== What you have to do ==
Could you transcribe every record below exactly as it stands?

(Collected data entries)

++++++++++

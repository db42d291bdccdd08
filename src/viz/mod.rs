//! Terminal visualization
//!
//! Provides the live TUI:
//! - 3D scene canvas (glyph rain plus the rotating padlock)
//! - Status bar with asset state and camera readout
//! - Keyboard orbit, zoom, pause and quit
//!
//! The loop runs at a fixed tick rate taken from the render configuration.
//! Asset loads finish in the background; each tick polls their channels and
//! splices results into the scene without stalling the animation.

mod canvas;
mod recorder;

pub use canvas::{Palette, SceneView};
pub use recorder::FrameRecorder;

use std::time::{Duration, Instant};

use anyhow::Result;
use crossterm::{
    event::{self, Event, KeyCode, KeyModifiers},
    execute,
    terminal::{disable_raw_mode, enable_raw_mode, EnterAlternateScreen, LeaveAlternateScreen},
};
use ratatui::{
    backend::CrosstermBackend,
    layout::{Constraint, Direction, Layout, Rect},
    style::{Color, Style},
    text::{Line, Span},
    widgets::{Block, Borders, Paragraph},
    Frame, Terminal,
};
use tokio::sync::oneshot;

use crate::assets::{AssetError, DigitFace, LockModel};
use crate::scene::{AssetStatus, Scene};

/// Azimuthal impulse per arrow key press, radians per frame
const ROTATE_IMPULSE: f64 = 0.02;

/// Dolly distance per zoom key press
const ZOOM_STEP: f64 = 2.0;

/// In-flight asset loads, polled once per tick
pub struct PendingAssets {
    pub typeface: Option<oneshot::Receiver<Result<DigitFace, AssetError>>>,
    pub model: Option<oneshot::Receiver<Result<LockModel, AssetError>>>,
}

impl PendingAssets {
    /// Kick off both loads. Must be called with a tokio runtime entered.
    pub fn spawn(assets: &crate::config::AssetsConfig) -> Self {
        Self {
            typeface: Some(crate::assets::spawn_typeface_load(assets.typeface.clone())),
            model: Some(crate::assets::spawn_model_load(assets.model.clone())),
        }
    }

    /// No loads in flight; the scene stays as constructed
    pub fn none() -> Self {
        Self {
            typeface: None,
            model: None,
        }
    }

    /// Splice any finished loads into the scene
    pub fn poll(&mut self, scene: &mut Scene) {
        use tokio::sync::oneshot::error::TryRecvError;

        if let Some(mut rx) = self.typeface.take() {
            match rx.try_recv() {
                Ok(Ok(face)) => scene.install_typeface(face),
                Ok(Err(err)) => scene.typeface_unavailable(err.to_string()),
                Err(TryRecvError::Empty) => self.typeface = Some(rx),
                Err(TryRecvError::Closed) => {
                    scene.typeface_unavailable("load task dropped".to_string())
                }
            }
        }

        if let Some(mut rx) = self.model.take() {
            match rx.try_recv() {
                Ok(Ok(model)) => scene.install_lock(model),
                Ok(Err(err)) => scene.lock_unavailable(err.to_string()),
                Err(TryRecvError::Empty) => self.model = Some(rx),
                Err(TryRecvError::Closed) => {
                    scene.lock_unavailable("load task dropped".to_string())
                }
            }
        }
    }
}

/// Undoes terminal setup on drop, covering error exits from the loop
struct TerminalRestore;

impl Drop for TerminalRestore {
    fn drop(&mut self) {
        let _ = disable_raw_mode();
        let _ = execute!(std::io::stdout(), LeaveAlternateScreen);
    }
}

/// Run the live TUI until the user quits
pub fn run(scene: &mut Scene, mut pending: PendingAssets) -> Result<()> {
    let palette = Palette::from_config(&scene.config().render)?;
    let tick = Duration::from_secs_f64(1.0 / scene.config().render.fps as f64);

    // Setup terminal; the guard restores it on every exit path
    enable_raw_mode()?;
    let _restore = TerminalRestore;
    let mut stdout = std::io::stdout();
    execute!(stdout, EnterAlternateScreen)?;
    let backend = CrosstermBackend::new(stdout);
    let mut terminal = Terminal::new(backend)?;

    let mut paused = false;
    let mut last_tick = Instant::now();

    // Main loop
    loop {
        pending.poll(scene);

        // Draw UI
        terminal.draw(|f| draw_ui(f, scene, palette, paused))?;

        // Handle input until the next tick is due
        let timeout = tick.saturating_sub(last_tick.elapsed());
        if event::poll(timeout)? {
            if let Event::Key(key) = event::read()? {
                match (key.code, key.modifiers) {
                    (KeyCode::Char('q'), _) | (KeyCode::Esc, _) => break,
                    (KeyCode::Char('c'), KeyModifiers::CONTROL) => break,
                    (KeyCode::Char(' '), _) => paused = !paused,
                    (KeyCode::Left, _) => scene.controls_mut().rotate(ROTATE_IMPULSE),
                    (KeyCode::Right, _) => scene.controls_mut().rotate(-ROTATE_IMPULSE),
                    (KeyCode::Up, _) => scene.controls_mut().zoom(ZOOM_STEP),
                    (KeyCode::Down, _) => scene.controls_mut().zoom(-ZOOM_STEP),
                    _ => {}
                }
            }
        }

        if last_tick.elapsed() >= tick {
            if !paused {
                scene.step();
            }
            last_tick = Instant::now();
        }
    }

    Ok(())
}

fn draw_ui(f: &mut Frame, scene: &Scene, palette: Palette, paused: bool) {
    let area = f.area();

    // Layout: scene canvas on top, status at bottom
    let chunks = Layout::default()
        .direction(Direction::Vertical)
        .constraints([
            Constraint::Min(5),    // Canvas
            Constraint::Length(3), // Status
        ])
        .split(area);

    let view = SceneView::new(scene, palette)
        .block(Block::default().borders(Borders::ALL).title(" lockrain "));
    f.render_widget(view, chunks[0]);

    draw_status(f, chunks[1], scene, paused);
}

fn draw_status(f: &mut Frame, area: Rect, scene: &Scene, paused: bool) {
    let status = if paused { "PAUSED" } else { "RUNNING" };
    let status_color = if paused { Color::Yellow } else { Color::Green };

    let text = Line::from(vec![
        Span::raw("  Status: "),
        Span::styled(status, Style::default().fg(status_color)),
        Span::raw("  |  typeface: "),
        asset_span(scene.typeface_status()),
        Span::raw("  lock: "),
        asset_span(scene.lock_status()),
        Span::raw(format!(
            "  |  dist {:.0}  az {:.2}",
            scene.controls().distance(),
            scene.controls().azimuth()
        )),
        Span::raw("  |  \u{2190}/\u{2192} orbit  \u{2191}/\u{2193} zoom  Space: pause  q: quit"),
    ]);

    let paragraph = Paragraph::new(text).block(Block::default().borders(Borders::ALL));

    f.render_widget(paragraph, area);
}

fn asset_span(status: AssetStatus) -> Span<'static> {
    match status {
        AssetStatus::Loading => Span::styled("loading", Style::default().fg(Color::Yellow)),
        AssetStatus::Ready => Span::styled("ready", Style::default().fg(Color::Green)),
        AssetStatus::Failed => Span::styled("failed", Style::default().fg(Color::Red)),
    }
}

++++++++++

== Exercise result ==
repository db42d291bdccdd08
filename src/viz/mod.rs
//! Terminal visualization
//!
//! Provides the live TUI:
//! - 3D scene canvas (glyph rain plus the rotating padlock)
//! - Status bar with asset state and camera readout
//! - Keyboard orbit, zoom, pause and quit
//!
//! The loop runs at a fixed tick rate taken from the render configuration.
//! Asset loads finish in the background; each tick polls their channels and
//! splices results into the scene without stalling the animation.

mod canvas;
mod recorder;

pub use canvas::{Palette, SceneView};
pub use recorder::FrameRecorder;

use std::time::{Duration, Instant};

use anyhow::Result;
use crossterm::{
    event::{self, Event, KeyCode, KeyModifiers},
    execute,
    terminal::{disable_raw_mode, enable_raw_mode, EnterAlternateScreen, LeaveAlternateScreen},
};
use ratatui::{
    backend::CrosstermBackend,
    layout::{Constraint, Direction, Layout, Rect},
    style::{Color, Style},
    text::{Line, Span},
    widgets::{Block, Borders, Paragraph},
    Frame, Terminal,
};
use tokio::sync::oneshot;

use crate::assets::{AssetError, DigitFace, LockModel};
use crate::scene::{AssetStatus, Scene};

/// Azimuthal impulse per arrow key press, radians per frame
const ROTATE_IMPULSE: f64 = 0.02;

/// Dolly distance per zoom key press
const ZOOM_STEP: f64 = 2.0;

/// In-flight asset loads, polled once per tick
pub struct PendingAssets {
    pub typeface: Option<oneshot::Receiver<Result<DigitFace, AssetError>>>,
    pub model: Option<oneshot::Receiver<Result<LockModel, AssetError>>>,
}

impl PendingAssets {
    /// Kick off both loads. Must be called with a tokio runtime entered.
    pub fn spawn(assets: &crate::config::AssetsConfig) -> Self {
        Self {
            typeface: Some(crate::assets::spawn_typeface_load(assets.typeface.clone())),
            model: Some(crate::assets::spawn_model_load(assets.model.clone())),
        }
    }

    /// No loads in flight; the scene stays as constructed
    pub fn none() -> Self {
        Self {
            typeface: None,
            model: None,
        }
    }

    /// Splice any finished loads into the scene
    pub fn poll(&mut self, scene: &mut Scene) {
        use tokio::sync::oneshot::error::TryRecvError;

        if let Some(mut rx) = self.typeface.take() {
            match rx.try_recv() {
                Ok(Ok(face)) => scene.install_typeface(face),
                Ok(Err(err)) => scene.typeface_unavailable(err.to_string()),
                Err(TryRecvError::Empty) => self.typeface = Some(rx),
                Err(TryRecvError::Closed) => {
                    scene.typeface_unavailable("load task dropped".to_string())
                }
            }
        }

        if let Some(mut rx) = self.model.take() {
            match rx.try_recv() {
                Ok(Ok(model)) => scene.install_lock(model),
                Ok(Err(err)) => scene.lock_unavailable(err.to_string()),
                Err(TryRecvError::Empty) => self.model = Some(rx),
                Err(TryRecvError::Closed) => {
                    scene.lock_unavailable("load task dropped".to_string())
                }
            }
        }
    }
}

/// Undoes terminal setup on drop, covering error exits from the loop
struct TerminalRestore;

impl Drop for TerminalRestore {
    fn drop(&mut self) {
        let _ = disable_raw_mode();
        let _ = execute!(std::io::stdout(), LeaveAlternateScreen);
    }
}

/// Run the live TUI until the user quits
pub fn run(scene: &mut Scene, mut pending: PendingAssets) -> Result<()> {
    let palette = Palette::from_config(&scene.config().render)?;
    let tick = Duration::from_secs_f64(1.0 / scene.config().render.fps as f64);

    // Setup terminal; the guard restores it on every exit path
    enable_raw_mode()?;
    let _restore = TerminalRestore;
    let mut stdout = std::io::stdout();
    execute!(stdout, EnterAlternateScreen)?;
    let backend = CrosstermBackend::new(stdout);
    let mut terminal = Terminal::new(backend)?;

    let mut paused = false;
    let mut last_tick = Instant::now();

    // Main loop
    loop {
        pending.poll(scene);

        // Draw UI
        terminal.draw(|f| draw_ui(f, scene, palette, paused))?;

        // Handle input until the next tick is due
        let timeout = tick.saturating_sub(last_tick.elapsed());
        if event::poll(timeout)? {
            if let Event::Key(key) = event::read()? {
                match (key.code, key.modifiers) {
                    (KeyCode::Char('q'), _) | (KeyCode::Esc, _) => break,
                    (KeyCode::Char('c'), KeyModifiers::CONTROL) => break,
                    (KeyCode::Char(' '), _) => paused = !paused,
                    (KeyCode::Left, _) => scene.controls_mut().rotate(ROTATE_IMPULSE),
                    (KeyCode::Right, _) => scene.controls_mut().rotate(-ROTATE_IMPULSE),
                    (KeyCode::Up, _) => scene.controls_mut().zoom(ZOOM_STEP),
                    (KeyCode::Down, _) => scene.controls_mut().zoom(-ZOOM_STEP),
                    _ => {}
                }
            }
        }

        if last_tick.elapsed() >= tick {
            if !paused {
                scene.step();
            }
            last_tick = Instant::now();
        }
    }

    Ok(())
}

fn draw_ui(f: &mut Frame, scene: &Scene, palette: Palette, paused: bool) {
    let area = f.area();

    // Layout: scene canvas on top, status at bottom
    let chunks = Layout::default()
        .direction(Direction::Vertical)
        .constraints([
            Constraint::Min(5),    // Canvas
            Constraint::Length(3), // Status
        ])
        .split(area);

    let view = SceneView::new(scene, palette)
        .block(Block::default().borders(Borders::ALL).title(" lockrain "));
    f.render_widget(view, chunks[0]);

    draw_status(f, chunks[1], scene, paused);
}

fn draw_status(f: &mut Frame, area: Rect, scene: &Scene, paused: bool) {
    let status = if paused { "PAUSED" } else { "RUNNING" };
    let status_color = if paused { Color::Yellow } else { Color::Green };

    let text = Line::from(vec![
        Span::raw("  Status: "),
        Span::styled(status, Style::default().fg(status_color)),
        Span::raw("  |  typeface: "),
        asset_span(scene.typeface_status()),
        Span::raw("  lock: "),
        asset_span(scene.lock_status()),
        Span::raw(format!(
            "  |  dist {:.0}  az {:.2}",
            scene.controls().distance(),
            scene.controls().azimuth()
        )),
        Span::raw("  |  \u{2190}/\u{2192} orbit  \u{2191}/\u{2193} zoom  Space: pause  q: quit"),
    ]);

    let paragraph = Paragraph::new(text).block(Block::default().borders(Borders::ALL));

    f.render_widget(paragraph, area);
}

fn asset_span(status: AssetStatus) -> Span<'static> {
    match status {
        AssetStatus::Loading => Span::styled("loading", Style::default().fg(Color::Yellow)),
        AssetStatus::Ready => Span::styled("ready", Style::default().fg(Color::Green)),
        AssetStatus::Failed => Span::styled("failed", Style::default().fg(Color::Red)),
    }
}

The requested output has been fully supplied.